**What to produce**: Each line that holds the string "glyph" counts once. Say how many such lines the entries have, giving the number only.

[Dataset excerpts]
BEGIN
#[cfg(test)]
mod tests {
    use super::*;
    use crate::error::RenderError;
    use crate::ir::{Coord, CoordPair};

    fn square_canvas() -> Canvas {
        Canvas::new(400, 400).unwrap()
    }

    fn render(primitives: Vec<Primitive>) -> RenderResult<String> {
        let document = Document {
            canvas: square_canvas(),
            primitives,
        };
        render_document(&document, &Theme::design_system())
    }

    #[test]
    fn formats_numbers_compactly() {
        assert_eq!(fmt_num(200.0), "200");
        assert_eq!(fmt_num(0.5), "0.5");
        assert_eq!(fmt_num(33.333333), "33.33");
        assert_eq!(fmt_num(-0.001), "0");
        assert_eq!(fmt_num(-12.5), "-12.5");
        assert_eq!(fmt_num(100.0), "100");
        assert_eq!(fmt_num(0.0), "0");
    }

    #[test]
    fn huge_finite_values_stay_numeric() {
        let text = fmt_num(1e307);
        assert!(text.chars().all(|c| c.is_ascii_digit()));
        assert_eq!(text.parse::<f64>().unwrap(), 1e307);
        assert!(fmt_num(-1e307).starts_with('-'));

        let svg = render(vec![Shape::line(1e307, 0.0, 0.0, 0.0).into()]).unwrap();
        assert!(!svg.contains("inf"));
    }

    #[test]
    fn circle_uses_percent_geometry() {
        let svg = render(vec![Shape::circle("50%", "50%", "10%").into()]).unwrap();
        assert!(svg.contains(r##"<circle cx="200" cy="200" r="40" stroke="#D4AF37""##));
    }

    #[test]
    fn rectangle_uses_percent_geometry() {
        let svg = render(vec![Shape::rect("10%", "10%", "80%", "80%").into()]).unwrap();
        assert!(svg.contains(r#"<rect x="40" y="40" width="320" height="320""#));
    }

    #[test]
    fn line_has_no_fill_attribute() {
        let svg = render(vec![Shape::line(0.0, 0.0, "100%", "100%").into()]).unwrap();
        let line = svg.lines().find(|l| l.contains("<line")).unwrap();
        assert!(line.contains(r#"x2="400" y2="400""#));
        assert!(!line.contains("fill="));
    }

    #[test]
    fn polygon_points_are_space_separated() {
        let document = Document::new(Canvas::new(200, 200).unwrap()).with(Shape::polygon(vec![
            CoordPair::new("0%", "0%"),
            CoordPair::new("100%", "0%"),
            CoordPair::new("50%", "100%"),
        ]));
        let svg = render_document(&document, &Theme::design_system()).unwrap();
        assert!(svg.contains(r#"points="0,0 200,0 100,200""#));
    }

    #[test]
    fn labels_attach_to_circle_edge() {
        let circle = Primitive::new(Shape::circle(100.0, 100.0, 20.0)).with_label("Sun");
        let svg = render(vec![circle]).unwrap();
        // anchor (130, 100); box width 3 * 8 + 16 = 40
        assert!(svg.contains(r#"<rect x="110" y="82" width="40" height="28""#));
        assert!(svg.contains(r#"<text x="130" y="100""#));
        assert!(svg.contains(">Sun</text>"));
    }

    #[test]
    fn text_has_no_background_box() {
        let caption = Primitive::new(Shape::text(200.0, 380.0)).with_label("Basic Circle");
        let svg = render(vec![caption]).unwrap();
        assert!(svg.contains(
            r##"<text x="200" y="380" text-anchor="middle" font-family="Arial" font-size="14" fill="#333" opacity="1">Basic Circle</text>"##
        ));
        assert!(!svg.contains("<rect"));
        assert!(!svg.contains("<g "));

        let glyph = Primitive::new(Shape::Text {
            x: Coord::Number(10.0),
            y: Coord::Number(10.0),
            font_size: Some(24.0),
        })
        .with_style(StyleOverride {
            fill: Some("#4B0082".to_string()),
            ..StyleOverride::default()
        })
        .with_label("♈");
        let svg = render(vec![glyph]).unwrap();
        assert!(svg.contains(r##"font-size="24" fill="#4B0082""##));
    }

    #[test]
    fn label_text_is_escaped() {
        let label = Primitive::new(Shape::label("50%", "50%")).with_label("a < b & \"c\"");
        let svg = render(vec![label]).unwrap();
        assert!(svg.contains("a &lt; b &amp; &quot;c&quot;"));
    }

    #[test]
    fn arrow_references_its_marker() {
        let svg = render(vec![Shape::arrow(0.0, 0.0, 100.0, 0.0).into()]).unwrap();
        let id_start = svg.find("<marker id=\"").unwrap() + "<marker id=\"".len();
        let id_end = svg[id_start..].find('"').unwrap() + id_start;
        let id = &svg[id_start..id_end];
        assert!(id.starts_with("arrowhead-"));
        assert!(svg.contains(&format!("marker-end=\"url(#{id})\"")));
    }

    #[test]
    fn identical_arrows_get_distinct_marker_ids() {
        let arrow: Primitive = Shape::arrow(0.0, 0.0, 100.0, 0.0).into();
        let svg = render(vec![arrow.clone(), arrow]).unwrap();
        let ids: Vec<&str> = svg
            .match_indices("<marker id=\"")
            .map(|(idx, m)| {
                let start = idx + m.len();
                let end = svg[start..].find('"').unwrap() + start;
                &svg[start..end]
            })
            .collect();
        assert_eq!(ids.len(), 2);
        assert_ne!(ids[0], ids[1]);
        assert_eq!(ids[1], format!("{}-2", ids[0]));
    }

    #[test]
    fn marker_ids_are_deterministic() {
        let arrow: Primitive = Shape::arrow("10%", "10%", "90%", "90%").into();
        let first = render(vec![arrow.clone()]).unwrap();
        let second = render(vec![arrow]).unwrap();
        assert_eq!(first, second);
    }

    #[test]
    fn supplied_marker_id_is_used() {
        let arrow = Shape::Arrow {
            x1: Coord::Number(0.0),
            y1: Coord::Number(0.0),
            x2: Coord::Number(10.0),
            y2: Coord::Number(10.0),
            marker_id: Some("north".to_string()),
        };
        let svg = render(vec![arrow.into()]).unwrap();
        assert!(svg.contains(r#"<marker id="north""#));
        assert!(svg.contains("url(#north)"));
    }

    #[test]
    fn first_failure_aborts_document() {
        let bad = Primitive::new(Shape::polygon(vec![
            CoordPair::new(0.0, 0.0),
            CoordPair::new(1.0, 1.0),
        ]));
        let err = render(vec![Shape::circle(1.0, 1.0, 1.0).into(), bad]).unwrap_err();
        assert_eq!(err, RenderError::DegeneratePolygon { points: 2 });
    }

    #[test]
    fn unknown_category_without_override_fails() {
        let primitive = Primitive::new(Shape::circle(1.0, 1.0, 1.0)).with_category("moons");
        let err = render(vec![primitive]).unwrap_err();
        assert_eq!(
            err,
            RenderError::UnknownShapeCategory {
                category: "moons".to_string()
            }
        );

        let styled = Primitive::new(Shape::circle(1.0, 1.0, 1.0))
            .with_category("moons")
            .with_style(StyleOverride::full("silver", 1.0, "none", 1.0));
        assert!(render(vec![styled]).is_ok());
    }

    #[test]
    fn preserves_input_order() {
        let svg = render(vec![
            Shape::circle(1.0, 1.0, 1.0).into(),
            Shape::rect(2.0, 2.0, 2.0, 2.0).into(),
            Shape::line(3.0, 3.0, 4.0, 4.0).into(),
        ])
        .unwrap();
        let circle = svg.find("<circle").unwrap();
        let rect = svg.find("<rect").unwrap();
        let line = svg.find("<line").unwrap();
        assert!(circle < rect && rect < line);
    }

    #[test]
    fn header_declares_canvas_frame() {
        let svg = render(Vec::new()).unwrap();
        assert!(svg.starts_with("<?xml"));
        assert!(svg.contains(r#"width="400" height="400" viewBox="0 0 400 400""#));
        assert!(svg.ends_with("</svg>"));

        let overlay = Document::new(Canvas::overlay(1920, 1080).unwrap());
        let svg = render_document(&overlay, &Theme::design_system()).unwrap();
        assert!(svg.contains(r#"viewBox="0 0 1920 1080""#));
        assert!(svg.contains("pointer-events: none;"));
    }

    #[test]
    fn zero_sized_canvas_is_rejected() {
        let document = Document::new(Canvas {
            width: 0,
            height: 10,
            overlay: false,
        });
        assert!(matches!(
            render_document(&document, &Theme::design_system()),
            Err(RenderError::InvalidCanvas { .. })
        ));
    }
}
END
**Result for this exercise**: 2